Today, detailed measurements of the intensity of local gravitational fields are used to find metal and oil resources in the earth. 

Large subterranean gas or water fields can also be detected by local density differences, which result in a slightly greater or weaker gravitational force—but this is a little impact that can only be detected with ultra-sensitive gravity sensors. 

Such measurements might be made much more precise by utilizing the phenomena of quantum mechanical entanglement. Even a single individual might be tracked down using an entanglement-based ultra-sensitive gravity sensor based on the gravitational field formed by their body mass. 

Gas pipelines in the earth, water pipe breaks, sinkholes beneath roadways, and anomalies under a proposed house plot might all be found. 

Furthermore, if archaeologists were able to use gravity sensors to simply "lit up" ancient and prehistoric sites, their work would be substantially simplified. Entanglement-based measuring devices might also detect the small magnetic currents linked to brain function or cell-to-cell communication in our bodies. 

They would allow for real-time monitoring of individual neurons and their behavior. This would allow us to assess the processes in our brain (and body) considerably more precisely than we can now with EEG recordings. 

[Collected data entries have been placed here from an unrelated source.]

// SPDX-License-Identifier: MIT
// Copyright 2026 Roland Dreier <roland@rolandd.dev>

//! Shared test helpers: token minting and an in-process fake backend.

use axum::{
    body::Bytes,
    extract::{Request, State},
    http::{header, HeaderMap, StatusCode},
    middleware::{self, Next},
    response::{IntoResponse, Response},
    routing::{get, post, put},
    Json, Router,
};
use jsonwebtoken::{decode, encode, Algorithm, DecodingKey, EncodingKey, Header, Validation};
use mindmate_client::{
    config::Config,
    models::User,
    storage::{MemoryStorage, Storage, StorageError},
    AppState,
};
use serde::{Deserialize, Serialize};
use serde_json::{json, Value};
use std::sync::atomic::{AtomicBool, Ordering};
use std::sync::{Arc, Mutex};
use std::time::{SystemTime, UNIX_EPOCH};

pub const SIGNING_KEY: &[u8] = b"test_signing_key_32_bytes_long!!";
pub const TEST_EMAIL: &str = "sam@example.com";
pub const TEST_PASSWORD: &str = "correct horse";
/// Tokens for this subject are rejected by `/auth/me` with a 401.
pub const REVOKED_USER: &str = "revoked-user";

#[derive(Debug, Serialize, Deserialize)]
struct Claims {
    sub: String,
    exp: usize,
    iat: usize,
}

#[allow(dead_code)]
pub fn now_secs() -> i64 {
    SystemTime::now()
        .duration_since(UNIX_EPOCH)
        .unwrap()
        .as_secs() as i64
}

/// Create a signed test token expiring `expires_in` seconds from now.
#[allow(dead_code)]
pub fn create_test_jwt(user_id: &str, expires_in: i64) -> String {
    let now = now_secs();
    let claims = Claims {
        sub: user_id.to_string(),
        exp: (now + expires_in) as usize,
        iat: now as usize,
    };

    encode(
        &Header::new(Algorithm::HS256),
        &claims,
        &EncodingKey::from_secret(SIGNING_KEY),
    )
    .expect("Failed to create JWT")
}

#[allow(dead_code)]
pub fn test_user(id: &str, check_in_dates: Vec<String>) -> User {
    serde_json::from_value(json!({
        "id": id,
        "name": "Sam Rivera",
        "email": TEST_EMAIL,
        "check_in_dates": check_in_dates,
    }))
    .unwrap()
}

/// Memory storage whose writes or removals can be made to fail.
#[derive(Default)]
#[allow(dead_code)]
pub struct FlakyStorage {
    inner: MemoryStorage,
    fail_writes: AtomicBool,
    fail_removes: AtomicBool,
}

#[allow(dead_code)]
impl FlakyStorage {
    pub fn new() -> Self {
        Self::default()
    }

    pub fn fail_writes(&self, fail: bool) {
        self.fail_writes.store(fail, Ordering::SeqCst);
    }

    pub fn fail_removes(&self, fail: bool) {
        self.fail_removes.store(fail, Ordering::SeqCst);
    }

    pub fn is_empty(&self) -> bool {
        self.inner.is_empty()
    }
}

fn disk_full() -> StorageError {
    StorageError::Io(std::io::Error::other("disk full"))
}

impl Storage for FlakyStorage {
    fn get(&self, key: &str) -> Result<Option<String>, StorageError> {
        self.inner.get(key)
    }

    fn set_many(&self, entries: &[(&str, String)]) -> Result<(), StorageError> {
        if self.fail_writes.load(Ordering::SeqCst) {
            return Err(disk_full());
        }
        self.inner.set_many(entries)
    }

    fn remove_many(&self, keys: &[&str]) -> Result<(), StorageError> {
        if self.fail_removes.load(Ordering::SeqCst) {
            return Err(disk_full());
        }
        self.inner.remove_many(keys)
    }
}

/// A request as seen by the fake backend.
#[derive(Debug, Clone)]
#[allow(dead_code)]
pub struct RecordedRequest {
    pub method: String,
    pub uri: String,
    pub authorization: Option<String>,
    pub content_type: Option<String>,
}

pub type RequestLog = Arc<Mutex<Vec<RecordedRequest>>>;

#[derive(Clone)]
struct BackendState {
    log: RequestLog,
    check_in_dates: Arc<Vec<String>>,
}

pub struct FakeBackend {
    pub base_url: String,
    pub log: RequestLog,
}

#[allow(dead_code)]
impl FakeBackend {
    pub fn requests(&self) -> Vec<RecordedRequest> {
        self.log.lock().unwrap().clone()
    }
}

/// Start the fake MindMate API on a random local port.
///
/// The logged-in user's `check_in_dates` are `check_in_dates`.
#[allow(dead_code)]
pub async fn spawn_backend(check_in_dates: Vec<String>) -> FakeBackend {
    let state = BackendState {
        log: Arc::new(Mutex::new(Vec::new())),
        check_in_dates: Arc::new(check_in_dates),
    };

    let api = Router::new()
        .route("/auth/login", post(login))
        .route("/auth/signup", post(signup))
        .route("/auth/me", get(me))
        .route("/crisis/signal", post(no_content))
        .route("/users/streak-data", put(empty_ok))
        .route("/checkins/", get(list_checkins).post(echo))
        .route("/chat/history", get(chat_history))
        .route("/insights/", get(insights_down))
        .route("/dashboard/", get(not_json))
        .route("/users/stats", get(plain_error))
        .route("/emergency/resources", get(resources))
        .fallback(not_found);

    let app = Router::new()
        .nest("/api", api)
        .layer(middleware::from_fn_with_state(state.clone(), record))
        .with_state(state.clone());

    let listener = tokio::net::TcpListener::bind("127.0.0.1:0")
        .await
        .expect("bind random port");
    let addr = listener.local_addr().unwrap();
    tokio::spawn(async move {
        axum::serve(listener, app).await.unwrap();
    });

    FakeBackend {
        base_url: format!("http://{}/api", addr),
        log: state.log,
    }
}

/// Client state wired to `base_url` over in-memory storage.
#[allow(dead_code)]
pub fn test_state(base_url: &str, storage: Arc<dyn Storage>) -> AppState {
    let config = Config {
        api_base: base_url.to_string(),
        ..Config::default()
    };
    AppState::new(config, storage)
}

async fn record(State(state): State<BackendState>, request: Request, next: Next) -> Response {
    let recorded = {
        let header_str = |name: header::HeaderName| {
            request
                .headers()
                .get(name)
                .and_then(|v| v.to_str().ok())
                .map(str::to_string)
        };
        RecordedRequest {
            method: request.method().to_string(),
            uri: request.uri().to_string(),
            authorization: header_str(header::AUTHORIZATION),
            content_type: header_str(header::CONTENT_TYPE),
        }
    };
    state.log.lock().unwrap().push(recorded);
    next.run(request).await
}

fn user_json(state: &BackendState, id: &str) -> Value {
    json!({
        "id": id,
        "name": "Sam Rivera",
        "email": TEST_EMAIL,
        "timezone": "UTC",
        "check_in_dates": *state.check_in_dates,
    })
}

#[derive(Deserialize)]
struct LoginBody {
    email: String,
    password: String,
}

async fn login(State(state): State<BackendState>, Json(body): Json<LoginBody>) -> Response {
    if body.email != TEST_EMAIL || body.password != TEST_PASSWORD {
        return (
            StatusCode::UNAUTHORIZED,
            Json(json!({ "detail": "Incorrect email or password" })),
        )
            .into_response();
    }

    Json(json!({
        "access_token": create_test_jwt("user-1", 3600),
        "token_type": "bearer",
        "user": user_json(&state, "user-1"),
    }))
    .into_response()
}

#[derive(Deserialize)]
struct SignupBody {
    name: String,
    email: String,
}

async fn signup(Json(body): Json<SignupBody>) -> Response {
    if body.email == TEST_EMAIL {
        return (
            StatusCode::BAD_REQUEST,
            Json(json!({ "detail": "Email already registered" })),
        )
            .into_response();
    }

    Json(json!({
        "access_token": create_test_jwt("user-2", 3600),
        "token_type": "bearer",
        "user": { "id": "user-2", "name": body.name, "email": body.email },
    }))
    .into_response()
}

fn verified_subject(headers: &HeaderMap) -> Option<String> {
    let token = headers
        .get(header::AUTHORIZATION)?
        .to_str()
        .ok()?
        .strip_prefix("Bearer ")?;
    let data = decode::<Claims>(
        token,
        &DecodingKey::from_secret(SIGNING_KEY),
        &Validation::new(Algorithm::HS256),
    )
    .ok()?;
    Some(data.claims.sub)
}

fn unauthorized() -> Response {
    (
        StatusCode::UNAUTHORIZED,
        Json(json!({ "detail": "Could not validate credentials" })),
    )
        .into_response()
}

async fn me(State(state): State<BackendState>, headers: HeaderMap) -> Response {
    match verified_subject(&headers) {
        Some(sub) if sub != REVOKED_USER => Json(user_json(&state, &sub)).into_response(),
        _ => unauthorized(),
    }
}

async fn list_checkins() -> Json<Value> {
    Json(json!([{ "id": "c1", "mood": "good" }, { "id": "c2", "mood": "low" }]))
}

async fn echo(body: Bytes) -> Response {
    match serde_json::from_slice::<Value>(&body) {
        Ok(value) => Json(json!({ "id": "new", "received": value })).into_response(),
        Err(_) => StatusCode::UNPROCESSABLE_ENTITY.into_response(),
    }
}

async fn chat_history() -> Json<Value> {
    Json(json!({
        "data": [
            { "id": "1", "user_message": "Hi", "ai_response": "Hello there" },
            { "id": "2", "user_message": "   ", "ai_response": "" },
            { "id": "3", "user_message": null, "ai_response": "Take a breath" }
        ]
    }))
}

async fn no_content() -> StatusCode {
    StatusCode::NO_CONTENT
}

async fn empty_ok() -> StatusCode {
    StatusCode::OK
}

async fn insights_down() -> Response {
    (
        StatusCode::INTERNAL_SERVER_ERROR,
        Json(json!({ "detail": "Insight engine down" })),
    )
        .into_response()
}

async fn not_json() -> &'static str {
    "<html>maintenance</html>"
}

async fn plain_error() -> Response {
    (StatusCode::SERVICE_UNAVAILABLE, "upstream unavailable").into_response()
}

async fn resources(request: Request) -> Json<Value> {
    Json(json!({ "query": request.uri().query() }))
}

async fn not_found() -> Response {
    (StatusCode::NOT_FOUND, Json(json!({ "detail": "Not Found" }))).into_response()
}
// SPDX-License-Identifier: MIT
// Copyright 2026 Roland Dreier <roland@rolandd.dev>

//! Persistence of the bearer token and user record.

use crate::models::User;
use crate::storage::{keys, Storage, StorageError};
use std::sync::Arc;

/// Token and user as read back from storage, unvalidated.
#[derive(Debug, Clone, PartialEq)]
pub struct StoredSession {
    pub token: String,
    pub user: User,
}

/// Sole writer of the `token` and `user` storage entries.
///
/// Both entries are written and removed together.
#[derive(Clone)]
pub struct TokenStore {
    storage: Arc<dyn Storage>,
}

impl TokenStore {
    pub fn new(storage: Arc<dyn Storage>) -> Self {
        Self { storage }
    }

    pub fn save(&self, token: &str, user: &User) -> Result<(), StorageError> {
        let user_json = serde_json::to_string(user)?;
        self.storage.set_many(&[
            (keys::TOKEN, token.to_string()),
            (keys::USER, user_json),
        ])
    }

    /// Replace the user record, leaving the token untouched.
    pub fn save_user(&self, user: &User) -> Result<(), StorageError> {
        self.storage.set(keys::USER, serde_json::to_string(user)?)
    }

    /// Read the stored pair.
    ///
    /// Returns `None` unless both entries are present and the user record
    /// parses.
    pub fn read(&self) -> Result<Option<StoredSession>, StorageError> {
        let token = self.storage.get(keys::TOKEN)?;
        let user = self.storage.get(keys::USER)?;

        let (Some(token), Some(user_json)) = (token, user) else {
            return Ok(None);
        };

        match serde_json::from_str::<User>(&user_json) {
            Ok(user) => Ok(Some(StoredSession { token, user })),
            Err(err) => {
                tracing::warn!(error = %err, "Stored user record is unreadable");
                Ok(None)
            }
        }
    }

    /// Raw token entry, for attaching to outgoing requests.
    pub fn token(&self) -> Result<Option<String>, StorageError> {
        self.storage.get(keys::TOKEN)
    }

    /// True when either entry is present, even if the pair is unusable.
    pub fn has_any(&self) -> Result<bool, StorageError> {
        Ok(self.storage.get(keys::TOKEN)?.is_some() || self.storage.get(keys::USER)?.is_some())
    }

    pub fn clear(&self) -> Result<(), StorageError> {
        self.storage.remove_many(&[keys::TOKEN, keys::USER])
    }
}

Quantum magnetic field sensors are already in use for magnetoencephalography (MEG), which uses Superconducting Quantum Interference Devices (SQUIDs) to assess the magnetic activity of the brain (superconducting quantum interference units). Perhaps, in the future, we may be able to capture our thoughts from the outside and feed them straight into a computer. 

Future quantum technologies may, in fact, provide the ideal brain–computer interaction. Much of what has previously been unseen will become visible thanks to measurement instruments based on quantum entanglement.